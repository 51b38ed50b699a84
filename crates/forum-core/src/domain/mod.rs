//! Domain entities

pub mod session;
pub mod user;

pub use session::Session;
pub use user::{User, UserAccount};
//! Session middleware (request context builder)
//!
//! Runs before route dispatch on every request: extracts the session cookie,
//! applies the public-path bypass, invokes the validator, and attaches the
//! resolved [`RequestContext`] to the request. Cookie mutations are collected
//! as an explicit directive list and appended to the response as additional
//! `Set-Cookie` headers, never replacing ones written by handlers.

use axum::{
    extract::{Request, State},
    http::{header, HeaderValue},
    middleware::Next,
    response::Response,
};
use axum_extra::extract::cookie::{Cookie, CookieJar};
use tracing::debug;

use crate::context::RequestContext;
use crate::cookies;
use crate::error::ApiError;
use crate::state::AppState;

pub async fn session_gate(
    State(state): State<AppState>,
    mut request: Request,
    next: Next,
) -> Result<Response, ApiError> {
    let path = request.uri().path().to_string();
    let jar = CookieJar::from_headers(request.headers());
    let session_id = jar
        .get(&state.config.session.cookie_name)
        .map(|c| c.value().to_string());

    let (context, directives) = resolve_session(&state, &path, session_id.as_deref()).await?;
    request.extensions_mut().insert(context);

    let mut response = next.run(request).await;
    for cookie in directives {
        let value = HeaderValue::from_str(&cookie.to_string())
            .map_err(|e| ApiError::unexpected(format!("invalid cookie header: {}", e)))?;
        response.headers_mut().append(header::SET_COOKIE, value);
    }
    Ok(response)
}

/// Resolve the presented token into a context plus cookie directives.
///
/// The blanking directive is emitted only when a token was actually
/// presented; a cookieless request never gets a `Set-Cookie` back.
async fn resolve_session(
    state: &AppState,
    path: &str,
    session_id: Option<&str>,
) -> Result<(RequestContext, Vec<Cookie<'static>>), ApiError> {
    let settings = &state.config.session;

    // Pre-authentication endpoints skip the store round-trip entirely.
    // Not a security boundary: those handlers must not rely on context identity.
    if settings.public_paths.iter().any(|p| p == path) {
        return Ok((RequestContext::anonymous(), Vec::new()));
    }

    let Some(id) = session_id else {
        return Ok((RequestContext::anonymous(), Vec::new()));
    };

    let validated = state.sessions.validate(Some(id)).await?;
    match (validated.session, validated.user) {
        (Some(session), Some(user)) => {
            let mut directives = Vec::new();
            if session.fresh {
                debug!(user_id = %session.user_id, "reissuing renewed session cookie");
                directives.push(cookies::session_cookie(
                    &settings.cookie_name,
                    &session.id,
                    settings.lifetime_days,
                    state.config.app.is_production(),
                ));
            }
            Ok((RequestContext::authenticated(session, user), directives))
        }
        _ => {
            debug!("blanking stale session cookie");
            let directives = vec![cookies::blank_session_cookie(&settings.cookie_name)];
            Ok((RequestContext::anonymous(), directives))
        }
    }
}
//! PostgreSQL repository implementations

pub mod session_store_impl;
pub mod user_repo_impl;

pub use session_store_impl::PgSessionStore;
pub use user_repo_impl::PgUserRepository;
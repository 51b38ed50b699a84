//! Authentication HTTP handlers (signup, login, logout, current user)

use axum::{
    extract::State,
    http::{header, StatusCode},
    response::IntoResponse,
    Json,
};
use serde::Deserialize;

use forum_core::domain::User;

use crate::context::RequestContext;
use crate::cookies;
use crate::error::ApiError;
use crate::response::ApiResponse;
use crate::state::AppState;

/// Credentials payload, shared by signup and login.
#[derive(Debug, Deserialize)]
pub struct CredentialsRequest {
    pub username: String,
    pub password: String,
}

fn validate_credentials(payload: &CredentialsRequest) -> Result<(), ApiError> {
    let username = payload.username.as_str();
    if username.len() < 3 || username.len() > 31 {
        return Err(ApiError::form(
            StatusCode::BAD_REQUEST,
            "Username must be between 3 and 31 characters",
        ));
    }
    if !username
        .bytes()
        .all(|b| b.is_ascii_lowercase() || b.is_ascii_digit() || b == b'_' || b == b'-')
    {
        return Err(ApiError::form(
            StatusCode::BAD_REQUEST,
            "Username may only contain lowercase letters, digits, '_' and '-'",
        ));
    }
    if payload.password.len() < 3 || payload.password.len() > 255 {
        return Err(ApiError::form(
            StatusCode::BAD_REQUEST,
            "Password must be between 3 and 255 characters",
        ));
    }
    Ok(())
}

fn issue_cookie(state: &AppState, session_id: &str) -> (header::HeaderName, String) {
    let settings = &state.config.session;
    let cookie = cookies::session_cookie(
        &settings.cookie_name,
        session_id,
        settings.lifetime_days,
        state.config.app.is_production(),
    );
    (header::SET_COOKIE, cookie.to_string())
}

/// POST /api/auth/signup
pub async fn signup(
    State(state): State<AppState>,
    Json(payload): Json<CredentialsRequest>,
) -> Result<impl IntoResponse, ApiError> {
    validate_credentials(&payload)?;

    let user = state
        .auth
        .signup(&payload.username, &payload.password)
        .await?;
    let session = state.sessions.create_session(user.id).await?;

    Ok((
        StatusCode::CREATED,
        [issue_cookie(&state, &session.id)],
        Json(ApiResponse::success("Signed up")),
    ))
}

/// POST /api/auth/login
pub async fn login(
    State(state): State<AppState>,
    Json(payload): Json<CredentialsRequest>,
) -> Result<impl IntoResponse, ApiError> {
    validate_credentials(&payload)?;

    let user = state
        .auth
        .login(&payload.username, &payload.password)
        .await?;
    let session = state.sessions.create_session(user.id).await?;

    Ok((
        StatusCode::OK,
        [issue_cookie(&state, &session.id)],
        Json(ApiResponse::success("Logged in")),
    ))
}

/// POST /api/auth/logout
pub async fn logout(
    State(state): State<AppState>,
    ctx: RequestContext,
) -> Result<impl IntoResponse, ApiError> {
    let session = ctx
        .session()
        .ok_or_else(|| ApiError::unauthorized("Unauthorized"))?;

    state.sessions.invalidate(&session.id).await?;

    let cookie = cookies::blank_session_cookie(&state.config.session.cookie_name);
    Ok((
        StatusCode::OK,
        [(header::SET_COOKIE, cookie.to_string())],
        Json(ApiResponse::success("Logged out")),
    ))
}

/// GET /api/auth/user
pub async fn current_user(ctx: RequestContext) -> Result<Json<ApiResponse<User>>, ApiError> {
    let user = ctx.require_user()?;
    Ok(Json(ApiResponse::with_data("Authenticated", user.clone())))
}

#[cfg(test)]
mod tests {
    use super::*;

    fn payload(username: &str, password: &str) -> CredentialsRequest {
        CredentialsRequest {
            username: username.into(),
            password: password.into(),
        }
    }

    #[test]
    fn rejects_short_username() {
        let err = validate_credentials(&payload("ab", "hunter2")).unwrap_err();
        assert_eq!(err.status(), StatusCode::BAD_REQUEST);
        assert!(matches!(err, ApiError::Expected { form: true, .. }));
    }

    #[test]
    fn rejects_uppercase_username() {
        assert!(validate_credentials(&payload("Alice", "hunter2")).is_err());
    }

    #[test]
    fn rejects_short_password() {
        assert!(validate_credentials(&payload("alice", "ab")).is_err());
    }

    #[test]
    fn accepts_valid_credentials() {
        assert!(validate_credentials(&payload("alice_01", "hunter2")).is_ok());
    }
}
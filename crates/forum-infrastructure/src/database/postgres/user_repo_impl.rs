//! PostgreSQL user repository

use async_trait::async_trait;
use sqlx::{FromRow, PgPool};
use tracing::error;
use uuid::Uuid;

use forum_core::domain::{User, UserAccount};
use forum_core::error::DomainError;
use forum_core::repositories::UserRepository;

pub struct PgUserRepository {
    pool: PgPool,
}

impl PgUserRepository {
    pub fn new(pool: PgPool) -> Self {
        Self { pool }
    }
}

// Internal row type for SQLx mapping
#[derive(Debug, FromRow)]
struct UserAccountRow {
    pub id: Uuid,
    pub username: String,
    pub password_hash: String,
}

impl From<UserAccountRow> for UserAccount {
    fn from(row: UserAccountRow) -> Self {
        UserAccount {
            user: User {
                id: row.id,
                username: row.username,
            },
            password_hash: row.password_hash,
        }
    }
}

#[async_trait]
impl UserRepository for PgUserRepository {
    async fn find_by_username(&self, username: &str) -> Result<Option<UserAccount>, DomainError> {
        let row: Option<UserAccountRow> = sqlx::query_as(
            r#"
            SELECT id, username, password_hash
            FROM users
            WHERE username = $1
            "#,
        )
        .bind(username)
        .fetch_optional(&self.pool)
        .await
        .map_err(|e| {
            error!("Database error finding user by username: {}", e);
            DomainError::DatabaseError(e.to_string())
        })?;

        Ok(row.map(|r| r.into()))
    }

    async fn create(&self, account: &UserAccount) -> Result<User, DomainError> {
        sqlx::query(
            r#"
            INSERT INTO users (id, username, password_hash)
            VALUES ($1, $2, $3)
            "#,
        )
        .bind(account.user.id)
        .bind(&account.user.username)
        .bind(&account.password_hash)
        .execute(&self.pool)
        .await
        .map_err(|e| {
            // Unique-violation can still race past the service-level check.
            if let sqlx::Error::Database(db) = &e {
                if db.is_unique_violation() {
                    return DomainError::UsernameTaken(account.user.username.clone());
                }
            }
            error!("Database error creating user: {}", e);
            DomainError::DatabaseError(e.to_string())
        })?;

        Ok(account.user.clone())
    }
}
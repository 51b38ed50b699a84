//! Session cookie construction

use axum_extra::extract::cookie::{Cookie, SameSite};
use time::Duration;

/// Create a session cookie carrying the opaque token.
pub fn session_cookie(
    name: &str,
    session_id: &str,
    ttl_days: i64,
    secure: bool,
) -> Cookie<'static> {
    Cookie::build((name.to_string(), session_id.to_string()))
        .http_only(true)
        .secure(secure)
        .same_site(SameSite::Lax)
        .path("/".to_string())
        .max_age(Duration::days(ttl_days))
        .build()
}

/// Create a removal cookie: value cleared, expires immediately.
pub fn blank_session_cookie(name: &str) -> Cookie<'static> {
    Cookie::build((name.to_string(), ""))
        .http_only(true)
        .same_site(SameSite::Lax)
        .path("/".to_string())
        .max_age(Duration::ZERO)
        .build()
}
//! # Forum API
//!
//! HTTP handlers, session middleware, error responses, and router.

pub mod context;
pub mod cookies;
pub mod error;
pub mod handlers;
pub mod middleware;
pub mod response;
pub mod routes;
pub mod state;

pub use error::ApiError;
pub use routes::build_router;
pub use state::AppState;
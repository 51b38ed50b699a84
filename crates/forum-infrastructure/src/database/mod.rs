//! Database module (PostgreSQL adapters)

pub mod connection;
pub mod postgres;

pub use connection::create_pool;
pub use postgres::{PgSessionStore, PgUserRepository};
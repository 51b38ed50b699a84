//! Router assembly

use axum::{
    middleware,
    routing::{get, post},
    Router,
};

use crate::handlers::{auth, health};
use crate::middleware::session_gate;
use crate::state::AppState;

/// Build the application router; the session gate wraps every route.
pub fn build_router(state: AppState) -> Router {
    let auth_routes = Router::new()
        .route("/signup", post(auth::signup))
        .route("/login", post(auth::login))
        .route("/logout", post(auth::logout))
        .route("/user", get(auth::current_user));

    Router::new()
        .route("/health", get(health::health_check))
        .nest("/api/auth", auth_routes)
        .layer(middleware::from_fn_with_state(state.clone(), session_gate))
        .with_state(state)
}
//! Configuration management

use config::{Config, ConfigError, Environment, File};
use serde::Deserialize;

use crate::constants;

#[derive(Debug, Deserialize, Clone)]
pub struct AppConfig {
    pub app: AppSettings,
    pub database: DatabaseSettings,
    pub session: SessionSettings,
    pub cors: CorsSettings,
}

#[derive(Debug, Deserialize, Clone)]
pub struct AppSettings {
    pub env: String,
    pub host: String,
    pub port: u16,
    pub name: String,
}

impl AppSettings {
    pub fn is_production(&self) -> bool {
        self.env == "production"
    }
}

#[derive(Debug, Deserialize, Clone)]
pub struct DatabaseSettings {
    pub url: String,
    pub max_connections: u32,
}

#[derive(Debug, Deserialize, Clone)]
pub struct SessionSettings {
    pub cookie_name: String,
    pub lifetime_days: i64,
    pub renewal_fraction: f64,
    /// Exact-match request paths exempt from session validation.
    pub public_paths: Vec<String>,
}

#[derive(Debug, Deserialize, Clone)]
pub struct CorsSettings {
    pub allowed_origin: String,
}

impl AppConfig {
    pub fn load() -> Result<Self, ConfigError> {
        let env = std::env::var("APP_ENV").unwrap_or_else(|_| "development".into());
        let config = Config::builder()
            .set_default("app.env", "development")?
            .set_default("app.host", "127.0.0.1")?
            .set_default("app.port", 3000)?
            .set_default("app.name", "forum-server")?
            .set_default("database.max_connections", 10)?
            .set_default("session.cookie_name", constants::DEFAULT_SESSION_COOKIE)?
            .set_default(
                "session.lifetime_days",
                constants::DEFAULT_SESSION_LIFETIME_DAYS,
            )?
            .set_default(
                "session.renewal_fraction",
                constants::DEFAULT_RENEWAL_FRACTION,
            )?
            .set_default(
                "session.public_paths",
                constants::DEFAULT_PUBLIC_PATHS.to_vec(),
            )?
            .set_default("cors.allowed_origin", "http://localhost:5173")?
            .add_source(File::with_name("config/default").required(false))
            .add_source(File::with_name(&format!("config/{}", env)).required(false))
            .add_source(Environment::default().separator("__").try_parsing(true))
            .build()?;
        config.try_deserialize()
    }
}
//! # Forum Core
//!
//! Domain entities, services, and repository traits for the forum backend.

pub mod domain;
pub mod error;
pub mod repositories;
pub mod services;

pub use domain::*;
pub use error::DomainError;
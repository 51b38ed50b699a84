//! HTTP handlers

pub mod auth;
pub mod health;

GOAL OF THE EXERCISE
Pull every line containing "required" out of the material and copy it.

WRITTEN REPLY
            .add_source(File::with_name("config/default").required(false))
            .add_source(File::with_name(&format!("config/{}", env)).required(false))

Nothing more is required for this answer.